Methods: Primary human monocyte-derived macrophages are either transfected with siControl or siPTP1B or subjected to nucleofection with a control or PTP1B overexpression plasmid. Cells were maintained under normoxic (21% O2) or hypoxic (1% O2) conditions for 24 hours. We used qPCR, Western blot and ELISA to assess the expression levels of relevant target genes and proteins. For angiogenesis assays, HUVEC-based spheroids are exposed to hypoxic macrophage supernatants and analysed by light microscopy. 

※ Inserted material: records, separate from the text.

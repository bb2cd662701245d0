use std::{
    io,
    time::{Duration, Instant},
};

use crossterm::event::{self, Event, KeyCode, KeyEvent, KeyModifiers};

#[derive(Debug, Clone)]
pub enum LoopEvent {
    /// Time to advance the simulation by one tick.
    Tick,
    /// State changed since the last frame.
    Render,
    Input(Event),
}

/// Fixed-rate tick source interleaved with terminal input.
///
/// A render is requested after every tick and every input event, and only
/// then.
#[derive(Debug)]
pub struct EventLoop {
    tick_interval: Duration,
    last_tick: Instant,
    dirty: bool,
}

impl EventLoop {
    pub fn new(tick_interval: Duration) -> Self {
        Self {
            tick_interval,
            last_tick: Instant::now(),
            dirty: true,
        }
    }

    /// Sets the tick rate in ticks per second.
    pub fn with_tick_rate(rate: u32) -> Self {
        Self::new(Duration::from_secs(1) / rate.max(1))
    }

    /// Blocks until the next tick, render or input event.
    pub fn next(&mut self) -> io::Result<LoopEvent> {
        loop {
            let now = Instant::now();
            if now.duration_since(self.last_tick) >= self.tick_interval {
                self.last_tick = now;
                self.dirty = true;
                return Ok(LoopEvent::Tick);
            }
            if self.dirty {
                self.dirty = false;
                return Ok(LoopEvent::Render);
            }

            let timeout = (self.last_tick + self.tick_interval).saturating_duration_since(now);
            if event::poll(timeout)? {
                self.dirty = true;
                return Ok(LoopEvent::Input(event::read()?));
            }
        }
    }
}

/// `q`, `Esc` or `Ctrl-C`.
pub fn is_quit_key(key: &KeyEvent) -> bool {
    match key.code {
        KeyCode::Char('q') | KeyCode::Esc => true,
        KeyCode::Char('c') => key.modifiers.contains(KeyModifiers::CONTROL),
        _ => false,
    }
}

Results: Our findings indicate that PTP1B function is significantly impaired in hypoxic macrophages, with its enzymatic activity compromised by 50-60% and expression suppressed by 30-40% (p=0.003). We identified several HIF1α target genes that are regulated by PTP1B. They showed decreased expression upon PTP1B knockdown (KD) and increased levels upon overexpression under hypoxic conditions, showing that PTP1B potentiates HIF1α effects. These genes include ENO2, PKFP, PK 1/2, BiP, GPI and ACO2. Notably, the absence of PTP1B correlates with a dramatic increase in VEGF release, reaching levels up to 3.5 times higher than baseline (p=0.0002). In contrast, PTP1B overexpression reduces VEGF secretion in response to hypoxia (p=0.008), suggesting a critical role for  PTP1B in mediating the interaction between plaque macrophages and endothelial cells. Angiogenesis assays further supported these observations, showing that O2 deprivation almost doubled endothelial cell sprouting when PTP1B levels were reduced (p=0.038). In addition, KD of PTP1B suppressed hypoxia-induced LDHA expression (p=0.0004), suggesting that PTP1B facilitates a metabolic shift in macrophages, while its overexpression increases LDHA levels (p=0.088). Moreover, PTP1B is known to be a major negative modulator of the insulin signalling cascade. We show that PTP1B KD attenuated insulin-induced inflammation in macrophages as evidenced by increased levels of pro-inflammatory cytokines such as TNF-alpha, IL-6, IL-8, IL-1B, and MCP-1. PTP1B thus influences the inflammatory process and growth of atherosclerotic plaques.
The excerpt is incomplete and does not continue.